You know what it looks like? It looks like we’re going to have a long World Series.
We suppose it’s possible that one team sweeps the next three games in Phoenix and this thing is over by Wednesday night. But the way these two teams have played, the way they’ve been resilient and versatile and generally indefatigable, it’s tough to imagine either one of them rolling over like that. We haven’t had a seven-game series since 2019. It sure seems like we might be in for one now.
Here’s a look at three key storylines for Game 3 of the World Series on Monday night.
Rangers at D-backs
Series tied 1-1
Max Scherzer vs. Brandon Pfaadt
8:03 p.m. ET, FOX
Storyline No. 1: Does the likely future Hall of Famer with a distinguished October track record have a chance against the rookie who went 3-9 with a 5.72 ERA this year?
Certainly, heading into the postseason -- or really at any other point at all in baseball history -- Rangers fans would feel particularly thrilled about a matchup between Max Scherzer (Max Scherzer!) and Brandon Pfaadt, a 25-year-old rookie with fewer than 100 career innings pitched entering the playoffs. But there are more questions about Scherzer right now than Pfaadt. Scherzer has thrown 6 2/3 innings in a month and a half, those coming in two starts during the ALCS, and has allowed seven runs.
Meanwhile, Pfaadt has been everything the D-backs have hoped for years that he would eventually turn into, giving up just five runs in his four postseason starts, all of which have ended in Arizona victories. (Our own Mike Petriello did a fantastic explainer on the adjustments Pfaadt has made to become so dominant.)
Scherzer looked better in his most recent start, and he is clearly still building up strength; he is Max Scherzer, after all. But based on recent performance, Pfaadt looks like the guy you can count on more. Crazy, right?
Storyline No. 2: Which struggling star is going to break out first?
It is downright disorienting to see Marcus Semien -- one of the better players in baseball for nearly a decade now -- looking utterly helpless at the plate. He’s 12-for-62 this postseason with just two extra-base hits, and because he remains atop the order, it feels like he’s coming up and disappointing every other inning. Meanwhile, on the D-backs’ side, Christian Walker has gone 8-for-48, including 1-for-9 in the World Series. Walker, unlike Semien, at least hit the ball hard in Game 2 (it seems like every D-backs player hit the ball hard in Game 2), so there are signs he may be breaking out of it, but one of these guys could make all the difference by suddenly getting hot. Arizona has enjoyed Ketel Marte and Tommy Pham this series, and the Rangers have enjoyed Adolis García and Corey Seager. Will Walker or Semien step up and be the third leg of the stool?

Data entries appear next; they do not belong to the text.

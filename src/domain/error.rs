//! Domain errors for the pricing and settlement core.
//!
//! Each enum covers one layer: fixed-point arithmetic, the range tree,
//! market/trade validation and settlement gating. Variants carry the
//! offending value together with the bound it violated so callers never
//! have to guess why an operation was rejected.
//!
//! # Examples
//!
//! ```
//! use clmsr::domain::error::MathError;
//! use clmsr::domain::wad::{self, WAD};
//! use alloy_primitives::U256;
//!
//! let result = wad::div(WAD, U256::ZERO);
//! assert!(matches!(result, Err(MathError::DivisionByZero)));
//! ```

use alloy_primitives::U256;
use thiserror::Error;

use super::ids::{MarketId, PositionId};

/// Errors raised by WAD fixed-point arithmetic.
#[derive(Error, Debug, Clone, PartialEq, Eq)]
pub enum MathError {
    /// Divisor was zero.
    #[error("division by zero")]
    DivisionByZero,

    /// Input outside the function's domain (e.g. `ln(0)`).
    #[error("invalid input {value}: {reason}")]
    InvalidInput {
        /// Why the input was rejected.
        reason: &'static str,
        /// The rejected value, rendered in WAD units.
        value: String,
    },

    /// Reduction over an empty slice.
    #[error("empty array")]
    EmptyArray,

    /// Result does not fit the target width.
    #[error("arithmetic overflow in {op}")]
    Overflow {
        /// Operation that overflowed.
        op: &'static str,
    },

    /// Subtraction went below zero.
    #[error("arithmetic underflow in {op}")]
    Underflow {
        /// Operation that underflowed.
        op: &'static str,
    },

    /// `exp` input above the representable domain.
    #[error("exp input {input} exceeds maximum {max}")]
    ExpInputTooLarge {
        /// The rejected exponent (WAD).
        input: U256,
        /// Largest accepted exponent (WAD).
        max: U256,
    },
}

/// Errors raised by [`LazyRangeTree`](super::tree::LazyRangeTree).
#[derive(Error, Debug, Clone, PartialEq, Eq)]
pub enum TreeError {
    #[error("tree size must be non-zero")]
    TreeSizeZero,

    #[error("tree size {size} exceeds maximum {max}")]
    TreeSizeTooLarge { size: usize, max: usize },

    #[error("tree already initialized")]
    TreeAlreadyInitialized,

    #[error("tree not initialized")]
    TreeNotInitialized,

    #[error("index {index} out of bounds for tree of size {size}")]
    IndexOutOfBounds { index: usize, size: usize },

    #[error("invalid range [{lo}, {hi}]")]
    InvalidRange { lo: usize, hi: usize },

    #[error("factor {factor} outside [{min}, {max}]")]
    InvalidFactor { factor: U256, min: U256, max: U256 },

    #[error(transparent)]
    Math(#[from] MathError),
}

/// Validation and state errors for markets, trades and positions.
#[derive(Error, Debug, Clone, PartialEq, Eq)]
pub enum MarketError {
    #[error("invalid tick range: lower {lower} > upper {upper}")]
    InvalidTickRange { lower: i64, upper: i64 },

    #[error("tick {tick} outside [{min}, {max}]")]
    InvalidTick { tick: i64, min: i64, max: i64 },

    #[error("tick {tick} not aligned to spacing {spacing} from {min}")]
    TickNotAligned { tick: i64, spacing: i64, min: i64 },

    #[error("invalid tick spacing {spacing} for range [{min}, {max}]")]
    InvalidTickSpacing { spacing: i64, min: i64, max: i64 },

    #[error("tick count {count} outside [1, {max}]")]
    TickCountOutOfRange { count: u128, max: usize },

    #[error("liquidity parameter {alpha} outside [{min}, {max}]")]
    LiquidityParameterOutOfRange { alpha: U256, min: U256, max: U256 },

    #[error("invalid time range: start {start}, end {end}, settlement {settlement:?}")]
    InvalidTimeRange {
        start: u64,
        end: u64,
        settlement: Option<u64>,
    },

    #[error("quantity must be non-zero")]
    InvalidQuantity,

    #[error("array length mismatch: lowers {lowers}, uppers {uppers}, factors {factors}")]
    ArrayLengthMismatch {
        lowers: usize,
        uppers: usize,
        factors: usize,
    },

    #[error("market {0} not found")]
    MarketNotFound(MarketId),

    #[error("market {0} already exists")]
    MarketAlreadyExists(MarketId),

    #[error("core is paused")]
    Paused,

    #[error("core is already paused")]
    AlreadyPaused,

    #[error("core is not paused")]
    NotPaused,

    #[error("market {0} is not active")]
    MarketNotActive(MarketId),

    #[error("market opens at {start}, now {now}")]
    MarketNotStarted { start: u64, now: u64 },

    #[error("market ended at {end}, now {now}")]
    MarketExpired { end: u64, now: u64 },

    #[error("market {0} already settled")]
    MarketAlreadySettled(MarketId),

    #[error("market {0} not settled")]
    MarketNotSettled(MarketId),

    #[error("position {0} not found")]
    PositionNotFound(PositionId),

    #[error("position {0} is not owned by caller")]
    NotPositionOwner(PositionId),

    #[error("position {position} holds {available}, requested {requested}")]
    InsufficientPositionQuantity {
        position: PositionId,
        available: u128,
        requested: u128,
    },

    #[error("cost {cost} exceeds maximum {max}")]
    CostExceedsMaximum { cost: u128, max: u128 },

    #[error("proceeds {proceeds} below minimum {min}")]
    ProceedsBelowMinimum { proceeds: u128, min: u128 },

    #[error("trade needs {required} chunks, limit is {limit}")]
    ChunkLimitExceeded { required: u128, limit: usize },

    #[error("chunk factor {factor} outside [{min}, {max}]")]
    FactorOutOfBounds { factor: U256, min: U256, max: U256 },
}

/// Settlement timing and authenticity errors.
#[derive(Error, Debug, Clone, PartialEq, Eq)]
pub enum SettlementError {
    #[error("settlement not open until {open_at}, now {now}")]
    SettlementTooEarly { open_at: u64, now: u64 },

    #[error("settlement submission window closed at {closed_at}, now {now}")]
    SettlementFinalizeWindowClosed { closed_at: u64, now: u64 },

    #[error("settlement submission window open until {closes_at}, now {now}")]
    SettlementWindowOpen { closes_at: u64, now: u64 },

    #[error("settlement payload not signed by the oracle signer")]
    SettlementOracleSignatureInvalid,

    #[error("no settlement candidate for market {0}")]
    SettlementCandidateMissing(MarketId),

    #[error("price timestamp {price_timestamp} is in the future (now {now})")]
    SettlementPriceFromFuture { price_timestamp: u64, now: u64 },
}

#[cfg(test)]
mod tests {
    use super::*;

    #[test]
    fn tree_error_wraps_math_error() {
        let err: TreeError = MathError::DivisionByZero.into();
        assert_eq!(err, TreeError::Math(MathError::DivisionByZero));
        assert_eq!(err.to_string(), "division by zero");
    }

    #[test]
    fn market_error_reports_bounds() {
        let err = MarketError::CostExceedsMaximum { cost: 12, max: 10 };
        assert_eq!(err.to_string(), "cost 12 exceeds maximum 10");
    }
}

Storyline No. 3: Will the Rangers ever lose on the road?
The 1996 Yankees clinched the World Series -- on that famous Charlie Hayes catch in foul territory -- at Yankee Stadium, winning the Yanks’ first title in 18 years. Because that clinch happened at home, history has forgotten a little bit what was truly great about the Yankees that postseason: Their dominance on the road. They won eight straight road games that year, including three at Atlanta Fulton-County Stadium, which has stood as the postseason record … until the Rangers went out and tied it this season. This is the first series where the Rangers have had home-field advantage, and they are in this World Series in the first place because of their ability to win on the road: they took two in Tampa Bay, two in Baltimore and then four (!) in Houston. They now head to Phoenix to play in front of an Arizona crowd that hasn’t seen a World Series game in 22 years.
If Texas can remain undefeated on the road, this series won’t be headed back to Arlington. But the Rangers would happily take two of these three, even if they can’t get a road sweep. We’re about to find out just what kind of road warriors the Rangers really are. It sure looks like the factor that could determine this series.